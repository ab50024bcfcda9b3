//! # Configuration
//!
//! TOML configuration for the router panel. Sections:
//!
//! - [`ModemConfig`] - serial discovery and AT framing parameters
//! - [`MonitorConfig`] - background polling
//! - [`LoggingConfig`] - log level and optional log file
//!
//! Top-level keys `apn` and `wan_mode` are owned by the web layer; the
//! `apn` value is only written after the modem acknowledged the change.
//!
//! ```toml
//! apn = "internet"
//! wan_mode = "auto"
//!
//! [modem]
//! port_glob = "/dev/ttyUSB*"
//! priority_ports = ["/dev/ttyUSB2", "/dev/ttyUSB3"]
//! baud_rate = 115200
//!
//! [monitor]
//! interval_secs = 5
//! enabled = true
//! ```
//!
//! Every section and field has a default, so a partial file is valid.

use std::time::Duration;

use anyhow::{anyhow, bail, Result};
use serde::{Deserialize, Serialize};
use tokio::fs;

use crate::modem::transport::TransportSettings;
use crate::monitor::MonitorSettings;

pub const WAN_MODES: [&str; 3] = ["auto", "eth", "lte"];

#[derive(Debug, Clone, PartialEq, Serialize, Deserialize)]
#[serde(default)]
pub struct Config {
    /// Last APN written to the modem successfully.
    #[serde(skip_serializing_if = "Option::is_none")]
    pub apn: Option<String>,
    pub wan_mode: String,
    pub modem: ModemConfig,
    pub monitor: MonitorConfig,
    pub logging: LoggingConfig,
}

#[derive(Debug, Clone, PartialEq, Serialize, Deserialize)]
#[serde(default)]
pub struct ModemConfig {
    /// Device glob, e.g. `/dev/ttyUSB*` or `/dev/tty[UA]*`.
    pub port_glob: String,
    /// Probed before the rest of the glob matches. The usual EC25 AT
    /// interface is ttyUSB2, but the USB composition can move it.
    pub priority_ports: Vec<String>,
    pub baud_rate: u32,
    pub probe_timeout_ms: u64,
    pub command_timeout_ms: u64,
    pub port_cache_ttl_secs: u64,
    pub settle_delay_ms: u64,
    pub probe_read_attempts: u32,
    pub command_read_attempts: u32,
    pub read_interval_ms: u64,
}

impl Default for ModemConfig {
    fn default() -> Self {
        let t = TransportSettings::default();
        Self {
            port_glob: t.port_glob,
            priority_ports: t.priority_ports,
            baud_rate: t.baud_rate,
            probe_timeout_ms: t.probe_timeout.as_millis() as u64,
            command_timeout_ms: t.command_timeout.as_millis() as u64,
            port_cache_ttl_secs: t.cache_ttl.as_secs(),
            settle_delay_ms: t.settle_delay.as_millis() as u64,
            probe_read_attempts: t.probe_read_attempts,
            command_read_attempts: t.command_read_attempts,
            read_interval_ms: t.read_interval.as_millis() as u64,
        }
    }
}

impl ModemConfig {
    pub fn transport_settings(&self) -> TransportSettings {
        TransportSettings {
            port_glob: self.port_glob.clone(),
            priority_ports: self.priority_ports.clone(),
            baud_rate: self.baud_rate,
            probe_timeout: Duration::from_millis(self.probe_timeout_ms),
            command_timeout: Duration::from_millis(self.command_timeout_ms),
            cache_ttl: Duration::from_secs(self.port_cache_ttl_secs),
            settle_delay: Duration::from_millis(self.settle_delay_ms),
            probe_read_attempts: self.probe_read_attempts,
            command_read_attempts: self.command_read_attempts,
            read_interval: Duration::from_millis(self.read_interval_ms),
        }
    }
}

#[derive(Debug, Clone, PartialEq, Serialize, Deserialize)]
#[serde(default)]
pub struct MonitorConfig {
    pub interval_secs: u64,
    /// Poll the modem as soon as the monitor starts.
    pub enabled: bool,
    pub history_capacity: usize,
    pub stop_timeout_secs: u64,
}

impl Default for MonitorConfig {
    fn default() -> Self {
        Self {
            interval_secs: 5,
            enabled: true,
            history_capacity: 10,
            stop_timeout_secs: 5,
        }
    }
}

impl MonitorConfig {
    pub fn settings(&self) -> MonitorSettings {
        MonitorSettings {
            interval: Duration::from_secs(self.interval_secs),
            history_capacity: self.history_capacity,
            stop_timeout: Duration::from_secs(self.stop_timeout_secs),
        }
    }
}

#[derive(Debug, Clone, PartialEq, Serialize, Deserialize)]
#[serde(default)]
pub struct LoggingConfig {
    pub level: String,
    #[serde(skip_serializing_if = "Option::is_none")]
    pub file: Option<String>,
}

impl Default for LoggingConfig {
    fn default() -> Self {
        Self {
            level: "info".to_string(),
            file: Some("ec25-router.log".to_string()),
        }
    }
}

impl LoggingConfig {
    /// Parsed level; unknown strings fall back to Info.
    pub fn level_filter(&self) -> log::LevelFilter {
        self.level.parse().unwrap_or(log::LevelFilter::Info)
    }

    /// Log file path; an empty string turns file output off.
    pub fn log_file(&self) -> Option<&str> {
        self.file.as_deref().filter(|f| !f.trim().is_empty())
    }
}

impl Default for Config {
    fn default() -> Self {
        Self {
            apn: None,
            wan_mode: "auto".to_string(),
            modem: ModemConfig::default(),
            monitor: MonitorConfig::default(),
            logging: LoggingConfig::default(),
        }
    }
}

impl Config {
    /// Load and validate a configuration file.
    pub async fn load(path: &str) -> Result<Self> {
        let content = fs::read_to_string(path)
            .await
            .map_err(|e| anyhow!("Failed to read config file {}: {}", path, e))?;
        let config = Self::from_toml(&content)
            .map_err(|e| anyhow!("Invalid config file {}: {}", path, e))?;
        Ok(config)
    }

    /// Like [`Config::load`], but a missing file yields the defaults so a
    /// fresh box can still be inspected. A file that exists and fails to
    /// parse or validate is an error; callers that save afterwards would
    /// otherwise replace it with defaults.
    pub async fn load_or_default(path: &str) -> Result<Self> {
        match fs::try_exists(path).await {
            Ok(true) => Self::load(path).await,
            Ok(false) => {
                eprintln!("Config file {} not found; using defaults", path);
                Ok(Config::default())
            }
            Err(e) => Err(anyhow!("Cannot access config file {}: {}", path, e)),
        }
    }

    pub fn from_toml(content: &str) -> Result<Self> {
        let config: Config = toml::from_str(content)?;
        config.validate()?;
        Ok(config)
    }

    /// Write the configuration, replacing the file.
    pub async fn save(&self, path: &str) -> Result<()> {
        let content = toml::to_string_pretty(self)
            .map_err(|e| anyhow!("Failed to serialize config: {}", e))?;
        fs::write(path, content)
            .await
            .map_err(|e| anyhow!("Failed to write config file {}: {}", path, e))?;
        Ok(())
    }

    /// Create a default configuration file
    pub async fn create_default(path: &str) -> Result<()> {
        Config::default().save(path).await
    }

    pub fn validate(&self) -> Result<()> {
        let m = &self.modem;
        if m.baud_rate == 0 {
            bail!("modem.baud_rate must be greater than zero");
        }
        if m.port_glob.trim().is_empty() {
            bail!("modem.port_glob must not be empty");
        }
        for (name, value) in [
            ("modem.probe_read_attempts", m.probe_read_attempts),
            ("modem.command_read_attempts", m.command_read_attempts),
        ] {
            if !(1..=10).contains(&value) {
                bail!("{} must be between 1 and 10 (got {})", name, value);
            }
        }
        if self.monitor.interval_secs == 0 {
            bail!("monitor.interval_secs must be greater than zero");
        }
        if self.monitor.history_capacity == 0 {
            bail!("monitor.history_capacity must be greater than zero");
        }
        if !WAN_MODES.contains(&self.wan_mode.as_str()) {
            bail!(
                "wan_mode must be one of {} (got '{}')",
                WAN_MODES.join(", "),
                self.wan_mode
            );
        }
        Ok(())
    }
}

#[cfg(test)]
mod tests {
    use super::*;

    #[test]
    fn defaults_are_valid() {
        let config = Config::default();
        config.validate().expect("default config valid");
        assert_eq!(config.monitor.interval_secs, 5);
        assert_eq!(config.monitor.history_capacity, 10);
        assert_eq!(config.modem.port_cache_ttl_secs, 30);
    }

    #[test]
    fn partial_file_uses_defaults() {
        let config = Config::from_toml(
            r#"
apn = "internet.movil"

[modem]
priority_ports = ["/dev/ttyUSB3"]
"#,
        )
        .expect("parse");
        assert_eq!(config.apn.as_deref(), Some("internet.movil"));
        assert_eq!(config.modem.priority_ports, vec!["/dev/ttyUSB3"]);
        assert_eq!(config.modem.baud_rate, 115_200);
        assert!(config.monitor.enabled);
    }

    #[test]
    fn transport_settings_conversion() {
        let mut modem = ModemConfig::default();
        modem.command_timeout_ms = 3000;
        modem.port_cache_ttl_secs = 10;
        let t = modem.transport_settings();
        assert_eq!(t.command_timeout, Duration::from_secs(3));
        assert_eq!(t.cache_ttl, Duration::from_secs(10));
        assert_eq!(t.priority_ports, modem.priority_ports);
    }

    #[test]
    fn rejects_invalid_values() {
        let cases = [
            "wan_mode = \"wifi\"",
            "[modem]\nbaud_rate = 0",
            "[modem]\ncommand_read_attempts = 0",
            "[modem]\nprobe_read_attempts = 11",
            "[modem]\nport_glob = \"  \"",
            "[monitor]\ninterval_secs = 0",
            "[monitor]\nhistory_capacity = 0",
        ];
        for case in cases {
            assert!(Config::from_toml(case).is_err(), "accepted: {case}");
        }
    }

    #[test]
    fn level_filter_fallback() {
        let mut logging = LoggingConfig::default();
        assert_eq!(logging.level_filter(), log::LevelFilter::Info);
        logging.level = "debug".to_string();
        assert_eq!(logging.level_filter(), log::LevelFilter::Debug);
        logging.level = "loud".to_string();
        assert_eq!(logging.level_filter(), log::LevelFilter::Info);
    }

    #[test]
    fn empty_log_file_disables_file_output() {
        let dir = tempfile::tempdir().unwrap();
        let path = dir.path().join("config.toml");
        let path = path.to_str().unwrap();
        let mut config = Config::default();
        config.logging.file = Some(String::new());
        tokio_test::block_on(config.save(path)).unwrap();

        let loaded = tokio_test::block_on(Config::load(path)).unwrap();
        assert_eq!(loaded.logging.log_file(), None);
        assert_eq!(Config::default().logging.log_file(), Some("ec25-router.log"));
    }
}
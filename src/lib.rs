//! # ec25-router - modem control core for a cellular/WiFi router panel
//!
//! This crate holds the part of the router control panel that talks to the
//! Quectel EC25 LTE module: AT command transport over USB serial, response
//! parsing, and a background monitor that keeps a fresh status snapshot for
//! the dashboard.
//!
//! ## Quick Start
//!
//! ```rust,no_run
//! use std::sync::Arc;
//! use ec25_router::config::Config;
//! use ec25_router::modem::{Modem, transport::AtTransport};
//! use ec25_router::monitor::ModemMonitor;
//!
//! #[tokio::main]
//! async fn main() -> anyhow::Result<()> {
//!     let config = Config::load("config.toml").await?;
//!     let modem = Arc::new(Modem::new(AtTransport::system(
//!         config.modem.transport_settings(),
//!     )));
//!     let monitor = ModemMonitor::new(modem, config.monitor.settings());
//!     monitor.start_default(config.monitor.enabled);
//!
//!     let latest = monitor.latest(); // never blocks on the serial port
//!     println!("{}", serde_json::to_string(&latest)?);
//!
//!     monitor.stop().await;
//!     Ok(())
//! }
//! ```
//!
//! ## Module Organization
//!
//! - [`modem`] - parsers, serial transport and the `Modem` facade
//! - [`monitor`] - polling task, shared snapshot and history queue
//! - [`config`] - TOML configuration
//! - [`metrics`] - process-wide counters
//! - [`logutil`] - log-safe rendering of raw modem output
//!
//! ```text
//! ┌─────────────────┐
//! │  ModemMonitor   │ ← background polling, cached snapshot
//! └─────────────────┘
//!          │
//! ┌─────────────────┐
//! │  Modem facade   │ ← signal / network / APN / reset
//! └─────────────────┘
//!          │
//! ┌─────────────────┐
//! │  AtTransport    │ ← port discovery, AT framing  (+ parser)
//! └─────────────────┘
//! ```

pub mod config;
pub mod logutil;
pub mod metrics;
pub mod modem;
pub mod monitor;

[About this task]
Please work out the number of lines in the listing that hold "Failed". Nothing besides the number is wanted.

[Solution to this problem]
3